A potential attack on Taiwan has been a “motivating factor” behind China’s military modernization, a new report from the US-China Economic and Security Review Commission says.
The report cites the development of four major Chinese weapons systems: Yuan-class diesel-electric attack submarines, SC-19 anti-satellite systems, Dongfeng-21D anti-ship ballistic missiles and Chengdu J-20 stealth fighter aircraft.
“China’s military priority since the early to mid 1990s has been to maintain a strategic advantage over Taiwan’s military forces and — if it should ever feel compelled to initiate military operations against Taiwan — in deterring and countering any US intervention,” it says.
“This driver for PLA [People’s Liberation Army] force modernization was given particular impetus following the Taiwan Strait Crisis of 1996,” the report adds.
In this crisis, the report says, the PLA brass was “humiliated” by the dispatch of US Navy aircraft carriers to the vicinity of Taiwan in reaction to PLA saber-rattling exercises that were intended to “intimidate Taiwan’s populace in the midst of island-wide elections.”
Titled Indigenous Weapons Development in China’s Military Modernization, the report concludes that the 1996 incident “catalyzed investment in the long-term modernization and professionalization of China’s armed forces.”
It adds that as a result of the Taiwan Strait Crisis, the PLA accelerated its efforts to acquire modern submarines, missiles and third and fourth-generation aircraft “that could keep American forces at bay.”

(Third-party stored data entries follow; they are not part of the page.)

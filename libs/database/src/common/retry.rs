use std::future::Future;
use std::time::Duration;
use tracing::{debug, warn};

/// Retry configuration for database connections
#[derive(Debug, Clone)]
pub struct RetryConfig {
    /// Maximum number of retry attempts
    pub max_retries: u32,

    /// Initial delay between retries in milliseconds
    pub initial_delay_ms: u64,

    /// Maximum delay between retries in milliseconds
    pub max_delay_ms: u64,

    /// Multiplier for exponential backoff (typically 2.0)
    pub backoff_multiplier: f64,

    /// Whether to add jitter to prevent thundering herd
    pub use_jitter: bool,
}

impl RetryConfig {
    /// Create a new retry configuration with defaults
    ///
    /// Defaults: 3 retries, 100ms initial delay, 5s max delay, 2.0
    /// multiplier, jitter enabled.
    pub fn new() -> Self {
        Self::default()
    }

    pub fn with_max_retries(mut self, max_retries: u32) -> Self {
        self.max_retries = max_retries;
        self
    }

    pub fn with_initial_delay(mut self, delay_ms: u64) -> Self {
        self.initial_delay_ms = delay_ms;
        self
    }

    pub fn with_max_delay(mut self, delay_ms: u64) -> Self {
        self.max_delay_ms = delay_ms;
        self
    }

    pub fn without_jitter(mut self) -> Self {
        self.use_jitter = false;
        self
    }
}

impl Default for RetryConfig {
    fn default() -> Self {
        Self {
            max_retries: 3,
            initial_delay_ms: 100,
            max_delay_ms: 5000,
            backoff_multiplier: 2.0,
            use_jitter: true,
        }
    }
}

/// Retry an async operation with exponential backoff
///
/// # Example
/// ```ignore
/// use database::common::{retry_with_backoff, RetryConfig};
///
/// let config = RetryConfig::new().with_max_retries(5);
/// let client = retry_with_backoff(|| database::mongodb::connect(&url), config).await?;
/// ```
pub async fn retry_with_backoff<F, Fut, T, E>(mut operation: F, config: RetryConfig) -> Result<T, E>
where
    F: FnMut() -> Fut,
    Fut: Future<Output = Result<T, E>>,
    E: std::fmt::Display,
{
    let mut attempt = 0;
    let mut delay = config.initial_delay_ms;

    loop {
        match operation().await {
            Ok(result) => {
                if attempt > 0 {
                    debug!("Operation succeeded after {} retries", attempt);
                }
                return Ok(result);
            }
            Err(e) => {
                attempt += 1;

                if attempt > config.max_retries {
                    warn!(
                        "Operation failed after {} attempts: {}",
                        config.max_retries, e
                    );
                    return Err(e);
                }

                let current_delay = if config.use_jitter {
                    apply_jitter(delay)
                } else {
                    delay
                };

                debug!(
                    "Operation failed (attempt {}/{}): {}. Retrying in {}ms...",
                    attempt, config.max_retries, e, current_delay
                );

                tokio::time::sleep(Duration::from_millis(current_delay)).await;

                // Exponential backoff for next iteration
                delay =
                    ((delay as f64 * config.backoff_multiplier) as u64).min(config.max_delay_ms);
            }
        }
    }
}

/// Apply jitter to a delay value to prevent thundering herd
///
/// Uses a pseudo-random factor between 50% and 100% of the original delay
fn apply_jitter(delay: u64) -> u64 {
    use std::collections::hash_map::RandomState;
    use std::hash::BuildHasher;

    let random_factor =
        (RandomState::new().hash_one(std::time::SystemTime::now()) % 50) as f64 / 100.0 + 0.5;

    (delay as f64 * random_factor) as u64
}

/// Simplified retry with default configuration
///
/// Retries up to 3 times with exponential backoff starting at 100ms.
pub async fn retry<F, Fut, T, E>(operation: F) -> Result<T, E>
where
    F: FnMut() -> Fut,
    Fut: Future<Output = Result<T, E>>,
    E: std::fmt::Display,
{
    retry_with_backoff(operation, RetryConfig::default()).await
}

#[cfg(test)]
mod tests {
    use super::*;
    use std::sync::atomic::{AtomicU32, Ordering};

    #[tokio::test]
    async fn test_retry_succeeds_immediately() {
        let attempts = AtomicU32::new(0);

        let result: Result<u32, String> = retry(|| {
            attempts.fetch_add(1, Ordering::SeqCst);
            async { Ok(42) }
        })
        .await;

        assert_eq!(result.unwrap(), 42);
        assert_eq!(attempts.load(Ordering::SeqCst), 1);
    }

    #[tokio::test]
    async fn test_retry_recovers_after_failures() {
        let attempts = AtomicU32::new(0);
        let config = RetryConfig::new().with_initial_delay(1).without_jitter();

        let result: Result<u32, String> = retry_with_backoff(
            || {
                let n = attempts.fetch_add(1, Ordering::SeqCst);
                async move {
                    if n < 2 {
                        Err("transient".to_string())
                    } else {
                        Ok(7)
                    }
                }
            },
            config,
        )
        .await;

        assert_eq!(result.unwrap(), 7);
        assert_eq!(attempts.load(Ordering::SeqCst), 3);
    }

    #[tokio::test]
    async fn test_retry_gives_up_after_max_retries() {
        let attempts = AtomicU32::new(0);
        let config = RetryConfig::new()
            .with_max_retries(2)
            .with_initial_delay(1)
            .without_jitter();

        let result: Result<u32, String> = retry_with_backoff(
            || {
                attempts.fetch_add(1, Ordering::SeqCst);
                async { Err("down".to_string()) }
            },
            config,
        )
        .await;

        assert_eq!(result.unwrap_err(), "down");
        // initial attempt + 2 retries
        assert_eq!(attempts.load(Ordering::SeqCst), 3);
    }
}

The report says that the development of the anti-ship ballistic missile could be especially important because it is designed to target US aircraft carriers and that anti-satellite weapons are also a priority in a Taiwan contingency.
The report says that the US has underestimated the growth of China’s military because policymakers have taken public statements at face value or failed to understand Beijing’s thinking.
It said the US had a mixed record on predicting the rising power’s new weaponry, including largely missing the emergence of more advanced submarines.
As for the speed of military modernization, the study found “identifiable cases of miscalculation,” with China developing anti-ship ballistic missiles and stealth fighter jets earlier than the US expected.
US analysis could have been improved if more experts read Chinese or even looked at open publications such as academic technical journals, it said.
The study said that US experts “may have failed to fully appreciate the extent to which the Chinese leadership views the United States as a fundamental threat to China’s security.”
The study said that US experts assumed in the late 1990s that China would never catch up militarily with the US and would put a low priority on its defense industry compared with other parts of the economy.
“A decade on, it is now clear that much of the conventional wisdom about China dating from the turn of the century has proven to be dramatically wrong,” it said.